Every now and again an incredibly simple game comes out which is endowed with all the style of a council estate but has an addictiveness factor that shoots through the roof. The last game on the ST to follow this route was Skweek from Loriciel, but now Leonardo has stepped into the limelight.
You play the role of the title character who's a compulsive thief. The challenge area consists of 50 different levels in which the point is to pick up as much money as possible. To move onto the next level you need to push three similar items into a row. If you come across the key icon, then you advance immediately to a bonus level where you must push three chains of pearls into a row by kicking them along. The key is just one icon, others to be found across the maze affect the outcome of your trip.
For example, wads of money are there to be collected. Then there are the occasional paralysing rocks which can halt the movement of the ghost and watchman and even sticks of dynamite can be tracked down.
Kicking is the only way to move anything in this game. Boulders can be shunted along with a kick until their path is obstructed then a kick will destroy them. Other objects cannot be destroyed.

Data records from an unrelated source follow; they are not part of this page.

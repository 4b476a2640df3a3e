//! Relates per-instance usage to declared limits.
//!
//! One sample per running instance per tick. Usage reads run with bounded
//! concurrency and are fully collected before the samples are returned, so
//! the decision engine always sees one consistent snapshot.

use std::sync::Arc;
use std::time::Duration;

use futures_util::stream::{self, StreamExt, TryStreamExt};
use tracing::debug;

use replicant_cluster::{with_timeout, ClusterApi};
use replicant_core::{
    ContainerUsage, Instance, InstancePhase, ReplicantError, ReplicantResult, Resource,
    UtilizationSample,
};

const DEFAULT_CONCURRENCY: usize = 8;

/// Declared limits of one instance, both known to be non-zero.
#[derive(Debug, Clone, Copy, PartialEq, Eq)]
pub struct DeclaredLimits {
    pub cpu_millis: u64,
    pub memory_bytes: u64,
}

impl DeclaredLimits {
    /// Resolve an instance's limits, failing if either is undeclared or zero.
    pub fn of(instance: &Instance) -> ReplicantResult<Self> {
        let resolve = |resource| match instance.limit(resource) {
            Some(limit) if limit > 0 => Ok(limit),
            _ => Err(ReplicantError::MissingLimit {
                instance: instance.name.clone(),
                resource,
            }),
        };
        Ok(Self {
            cpu_millis: resolve(Resource::Cpu)?,
            memory_bytes: resolve(Resource::Memory)?,
        })
    }
}

/// Samples utilization for every running instance matching a selector.
pub struct UtilizationSampler {
    cluster: Arc<dyn ClusterApi>,
    call_timeout: Duration,
    concurrency: usize,
}

impl UtilizationSampler {
    pub fn new(cluster: Arc<dyn ClusterApi>, call_timeout: Duration) -> Self {
        Self {
            cluster,
            call_timeout,
            concurrency: DEFAULT_CONCURRENCY,
        }
    }

    /// Bound the number of usage reads in flight at once.
    pub fn with_concurrency(mut self, concurrency: usize) -> Self {
        self.concurrency = concurrency.max(1);
        self
    }

    /// List matching instances and sample each of them.
    ///
    /// Any failure (listing, a missing limit, a usage read) fails the
    /// whole tick.
    pub async fn sample(
        &self,
        namespace: &str,
        selector: &str,
    ) -> ReplicantResult<Vec<UtilizationSample>> {
        let instances = with_timeout(
            "list instances",
            self.call_timeout,
            self.cluster.list_instances(namespace, selector),
        )
        .await?;

        let names: Vec<&str> = instances.iter().map(|i| i.name.as_str()).collect();
        debug!(%namespace, %selector, instances = ?names, "listed instances");

        self.sample_instances(namespace, &instances).await
    }

    /// Sample an already-listed set of instances.
    pub async fn sample_instances(
        &self,
        namespace: &str,
        instances: &[Instance],
    ) -> ReplicantResult<Vec<UtilizationSample>> {
        let mut running = Vec::with_capacity(instances.len());
        for instance in instances {
            if instance.phase != InstancePhase::Running {
                debug!(instance = %instance.name, phase = ?instance.phase, "skipping instance that is not running");
                continue;
            }
            // Limits are checked for every instance before any usage read.
            running.push((instance, DeclaredLimits::of(instance)?));
        }

        let reads: Vec<_> = running
            .into_iter()
            .map(|(instance, limits)| self.sample_one(namespace, instance, limits))
            .collect();

        stream::iter(reads)
            .buffered(self.concurrency)
            .try_collect()
            .await
    }

    async fn sample_one(
        &self,
        namespace: &str,
        instance: &Instance,
        limits: DeclaredLimits,
    ) -> ReplicantResult<UtilizationSample> {
        let usage = with_timeout(
            "read usage",
            self.call_timeout,
            self.cluster.read_usage(namespace, &instance.name),
        )
        .await?;

        let sample = utilization(&instance.name, limits, &usage)?;
        debug!(
            instance = %sample.instance_id,
            cpu_pct = sample.cpu_ratio,
            memory_pct = sample.memory_ratio,
            "sampled instance"
        );
        Ok(sample)
    }
}

/// Sum container usage and express it as a percentage of the limits.
pub fn utilization(
    instance_id: &str,
    limits: DeclaredLimits,
    usage: &[ContainerUsage],
) -> ReplicantResult<UtilizationSample> {
    if usage.is_empty() {
        return Err(ReplicantError::NoUsage {
            instance: instance_id.to_string(),
        });
    }

    let total_cpu = usage
        .iter()
        .fold(0u64, |acc, c| acc.saturating_add(c.cpu_millis));
    let total_memory = usage
        .iter()
        .fold(0u64, |acc, c| acc.saturating_add(c.memory_bytes));

    Ok(UtilizationSample {
        instance_id: instance_id.to_string(),
        cpu_ratio: total_cpu as f64 / limits.cpu_millis as f64 * 100.0,
        memory_ratio: total_memory as f64 / limits.memory_bytes as f64 * 100.0,
    })
}
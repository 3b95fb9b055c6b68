//! Formato em disco do estado persistido
//!
//! ```text
//! <comprimento-decimal>\n<bytes-brutos>
//! ```
//!
//! O cabeçalho é texto ASCII legível; o blob segue sem delimitador final.

use crate::types::{CorruptState, LoadOutcome, PersistedState};
use std::io::{self, Read, Write};

/// Número máximo de dígitos aceitos no cabeçalho
pub const MAX_HEADER_DIGITS: usize = 20;

/// Grava cabeçalho e blob no writer
pub fn encode<W: Write>(bytes: &[u8], writer: &mut W) -> io::Result<()> {
    writeln!(writer, "{}", bytes.len())?;
    writer.write_all(bytes)
}

/// Representação completa em memória
pub fn encode_to_vec(bytes: &[u8]) -> Vec<u8> {
    let header = bytes.len().to_string();
    let mut out = Vec::with_capacity(header.len() + 1 + bytes.len());
    out.extend_from_slice(header.as_bytes());
    out.push(b'\n');
    out.extend_from_slice(bytes);
    out
}

/// Lê cabeçalho e blob, copiando no máximo `capacity` bytes.
///
/// Só erros de I/O do reader viram `Err`; cabeçalho inválido é
/// [`LoadOutcome::Corrupt`] e arquivo curto é [`LoadOutcome::Truncated`].
pub fn decode<R: Read>(mut reader: R, capacity: usize) -> io::Result<LoadOutcome> {
    let declared = match read_header(&mut reader)? {
        Ok(declared) => declared,
        Err(reason) => return Ok(LoadOutcome::Corrupt(reason)),
    };

    // O cabeçalho não dimensiona o buffer; cresce só com o que existe
    let wanted = declared.min(capacity);
    let mut bytes = Vec::new();
    reader.take(wanted as u64).read_to_end(&mut bytes)?;

    let state = PersistedState::new(bytes);
    if state.len() < declared {
        Ok(LoadOutcome::Truncated { state, declared })
    } else {
        Ok(LoadOutcome::Restored(state))
    }
}

/// Lê o cabeçalho byte a byte, sem consumir nada além do `\n`.
fn read_header<R: Read>(reader: &mut R) -> io::Result<Result<usize, CorruptState>> {
    let mut value: usize = 0;
    let mut digits = 0;
    let mut byte = [0u8; 1];

    loop {
        match reader.read(&mut byte) {
            Ok(0) if digits == 0 => return Ok(Err(CorruptState::EmptyHeader)),
            Ok(0) => return Ok(Err(CorruptState::MissingNewline)),
            Ok(_) => {}
            Err(e) if e.kind() == io::ErrorKind::Interrupted => continue,
            Err(e) => return Err(e),
        }

        match byte[0] {
            b'\n' if digits == 0 => return Ok(Err(CorruptState::EmptyHeader)),
            b'\n' => return Ok(Ok(value)),
            d @ b'0'..=b'9' => {
                digits += 1;
                if digits > MAX_HEADER_DIGITS {
                    return Ok(Err(CorruptState::HeaderTooLong(MAX_HEADER_DIGITS)));
                }
                value = match value
                    .checked_mul(10)
                    .and_then(|v| v.checked_add(usize::from(d - b'0')))
                {
                    Some(v) => v,
                    None => return Ok(Err(CorruptState::Overflow)),
                };
            }
            other => return Ok(Err(CorruptState::NonDigit(other))),
        }
    }
}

The ghost and watchman chase you around the maze most of the time. Although they can't be killed, they can be sent back to the watchtower by flattening them with an object. The watch-tower is one small area of the level where the ghost and watchman kip down for the night. On some mazes you can block it in with the boulders and then kick something over the mischievious pair to force them to return to the watchtower. With a boulder in front they won't be able to escape, giving you free reign of the level.
Effects
Leonardo will hardly go down as a masterpiece in terms of its graphical qualities. There's little being achieved within the actual gameplay that couldn't have been done on an 8-bit machine. However, as you can see from the screenshots, the sprites are detailed and large. Even with four-directional scrolling, they move around fast enough to keep the game addictive.
Unfortunately, sound is limited to a tedious range of ridiculous spot-effects.
What is most annoying about this game is the ease with which you can set up an arragement of items almost in a row, but from which it's not possible to win the level. Just kicking two items into corners will mean that you'll lose the game because it's impossibe to kick an object out of a corner.
This element alone stops it from being the sort of childish game you pull out for a bit of brainless entertainment. You need to be able to remember how the screen is drawn up to work out what the best way of kicking the three items into line is. If you mess up the planning then you'll lose the game.
Leonardo is a fun game to play, especially with the added strategy element. But it is nothing more than that. It isn't the kind of game that you pull out to impress a girl at a party with the brightest and best graphics ever but nevertheless it does have a highly addictive gameplay.